Tell how many lines below include the word "FilterSchema". Only the number should appear.

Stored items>
* * *
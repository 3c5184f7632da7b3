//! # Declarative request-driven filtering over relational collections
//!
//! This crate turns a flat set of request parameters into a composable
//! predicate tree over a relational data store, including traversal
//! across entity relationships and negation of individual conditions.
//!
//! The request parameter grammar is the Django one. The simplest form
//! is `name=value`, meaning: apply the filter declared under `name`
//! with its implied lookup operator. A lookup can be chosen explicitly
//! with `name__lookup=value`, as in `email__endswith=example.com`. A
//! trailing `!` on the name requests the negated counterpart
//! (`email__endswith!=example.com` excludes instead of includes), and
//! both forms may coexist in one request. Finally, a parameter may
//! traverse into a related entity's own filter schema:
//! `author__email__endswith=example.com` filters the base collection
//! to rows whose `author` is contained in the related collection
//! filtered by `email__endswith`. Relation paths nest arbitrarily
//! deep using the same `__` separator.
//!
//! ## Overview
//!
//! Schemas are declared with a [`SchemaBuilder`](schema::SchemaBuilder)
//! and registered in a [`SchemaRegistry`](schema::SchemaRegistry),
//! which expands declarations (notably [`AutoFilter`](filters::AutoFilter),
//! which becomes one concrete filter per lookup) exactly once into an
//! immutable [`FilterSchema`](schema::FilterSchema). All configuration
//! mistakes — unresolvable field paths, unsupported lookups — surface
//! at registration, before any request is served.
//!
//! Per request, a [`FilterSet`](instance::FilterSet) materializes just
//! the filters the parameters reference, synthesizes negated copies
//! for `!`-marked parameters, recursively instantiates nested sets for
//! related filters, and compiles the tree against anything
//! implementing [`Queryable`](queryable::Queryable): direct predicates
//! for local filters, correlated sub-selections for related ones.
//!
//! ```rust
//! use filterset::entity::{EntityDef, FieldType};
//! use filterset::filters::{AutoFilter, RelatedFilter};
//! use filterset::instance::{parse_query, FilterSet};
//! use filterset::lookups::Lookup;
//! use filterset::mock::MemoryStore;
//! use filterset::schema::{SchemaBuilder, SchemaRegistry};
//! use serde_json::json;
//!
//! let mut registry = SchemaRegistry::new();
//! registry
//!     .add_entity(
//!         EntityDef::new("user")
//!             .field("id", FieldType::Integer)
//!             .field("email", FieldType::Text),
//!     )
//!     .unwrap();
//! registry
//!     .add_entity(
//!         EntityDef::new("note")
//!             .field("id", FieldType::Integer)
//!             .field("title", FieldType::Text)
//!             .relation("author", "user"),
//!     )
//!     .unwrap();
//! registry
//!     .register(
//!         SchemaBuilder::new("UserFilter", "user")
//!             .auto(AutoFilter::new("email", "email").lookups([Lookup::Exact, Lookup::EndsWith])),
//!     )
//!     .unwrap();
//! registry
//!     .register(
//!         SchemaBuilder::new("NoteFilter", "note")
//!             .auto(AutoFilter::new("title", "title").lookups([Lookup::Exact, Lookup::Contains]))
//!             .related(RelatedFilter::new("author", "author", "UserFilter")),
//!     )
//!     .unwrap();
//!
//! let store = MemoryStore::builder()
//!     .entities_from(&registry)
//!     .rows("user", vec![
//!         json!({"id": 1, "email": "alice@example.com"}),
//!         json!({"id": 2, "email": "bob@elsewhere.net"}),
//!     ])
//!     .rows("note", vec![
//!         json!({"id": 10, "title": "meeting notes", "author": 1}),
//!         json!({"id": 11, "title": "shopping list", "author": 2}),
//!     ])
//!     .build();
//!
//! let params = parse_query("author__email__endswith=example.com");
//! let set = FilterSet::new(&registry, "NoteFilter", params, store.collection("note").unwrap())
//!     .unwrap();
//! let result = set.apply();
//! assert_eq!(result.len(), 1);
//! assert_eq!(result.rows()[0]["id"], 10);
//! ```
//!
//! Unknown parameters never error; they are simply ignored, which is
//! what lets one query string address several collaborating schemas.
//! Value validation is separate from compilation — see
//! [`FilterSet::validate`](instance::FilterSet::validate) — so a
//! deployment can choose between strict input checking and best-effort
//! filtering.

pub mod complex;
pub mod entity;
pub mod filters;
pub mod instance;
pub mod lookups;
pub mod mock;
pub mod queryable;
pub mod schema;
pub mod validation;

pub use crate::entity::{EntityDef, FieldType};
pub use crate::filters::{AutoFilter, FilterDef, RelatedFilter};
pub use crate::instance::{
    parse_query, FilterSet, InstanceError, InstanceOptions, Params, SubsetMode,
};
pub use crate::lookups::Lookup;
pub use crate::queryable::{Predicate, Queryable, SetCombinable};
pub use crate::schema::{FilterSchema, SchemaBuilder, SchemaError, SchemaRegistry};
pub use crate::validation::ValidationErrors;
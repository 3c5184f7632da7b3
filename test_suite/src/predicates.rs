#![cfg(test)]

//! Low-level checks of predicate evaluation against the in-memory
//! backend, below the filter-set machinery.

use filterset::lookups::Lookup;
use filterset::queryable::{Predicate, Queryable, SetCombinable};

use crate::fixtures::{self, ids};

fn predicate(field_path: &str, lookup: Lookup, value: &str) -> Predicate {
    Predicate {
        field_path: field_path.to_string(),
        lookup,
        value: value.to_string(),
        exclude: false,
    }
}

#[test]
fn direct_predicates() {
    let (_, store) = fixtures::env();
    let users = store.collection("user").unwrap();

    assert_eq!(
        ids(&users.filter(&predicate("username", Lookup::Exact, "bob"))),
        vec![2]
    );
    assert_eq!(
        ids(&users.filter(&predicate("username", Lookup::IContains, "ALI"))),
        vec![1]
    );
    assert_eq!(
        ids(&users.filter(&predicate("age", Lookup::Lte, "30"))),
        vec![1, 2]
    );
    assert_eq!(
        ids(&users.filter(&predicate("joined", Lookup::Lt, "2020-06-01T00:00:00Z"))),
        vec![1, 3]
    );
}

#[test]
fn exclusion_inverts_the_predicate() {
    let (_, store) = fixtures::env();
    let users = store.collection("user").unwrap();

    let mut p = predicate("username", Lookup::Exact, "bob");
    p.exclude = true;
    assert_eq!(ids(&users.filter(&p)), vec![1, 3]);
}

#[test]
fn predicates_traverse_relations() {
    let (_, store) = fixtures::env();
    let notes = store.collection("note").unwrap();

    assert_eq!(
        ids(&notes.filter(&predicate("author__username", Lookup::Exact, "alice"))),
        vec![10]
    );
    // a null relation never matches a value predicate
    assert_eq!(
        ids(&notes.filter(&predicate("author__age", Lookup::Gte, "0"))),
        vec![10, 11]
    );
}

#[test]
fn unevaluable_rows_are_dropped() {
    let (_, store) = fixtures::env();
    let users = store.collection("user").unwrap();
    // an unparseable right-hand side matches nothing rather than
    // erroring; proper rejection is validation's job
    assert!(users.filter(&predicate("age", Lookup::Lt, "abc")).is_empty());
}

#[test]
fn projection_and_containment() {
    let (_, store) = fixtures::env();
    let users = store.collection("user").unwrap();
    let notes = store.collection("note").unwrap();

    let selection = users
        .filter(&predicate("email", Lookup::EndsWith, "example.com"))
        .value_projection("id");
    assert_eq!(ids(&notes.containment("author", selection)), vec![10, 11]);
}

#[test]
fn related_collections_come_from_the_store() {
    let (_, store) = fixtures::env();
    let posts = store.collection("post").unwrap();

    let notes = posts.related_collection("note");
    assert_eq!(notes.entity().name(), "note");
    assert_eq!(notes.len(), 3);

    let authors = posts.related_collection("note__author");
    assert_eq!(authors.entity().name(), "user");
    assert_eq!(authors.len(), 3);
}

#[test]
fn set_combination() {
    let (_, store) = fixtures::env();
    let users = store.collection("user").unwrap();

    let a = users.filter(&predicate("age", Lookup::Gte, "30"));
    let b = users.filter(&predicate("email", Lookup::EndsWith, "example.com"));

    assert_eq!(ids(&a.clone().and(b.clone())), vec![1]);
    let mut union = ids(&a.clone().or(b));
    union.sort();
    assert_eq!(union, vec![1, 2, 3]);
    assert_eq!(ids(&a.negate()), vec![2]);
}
* * *
SOLUTION FOR THIS TASK> 2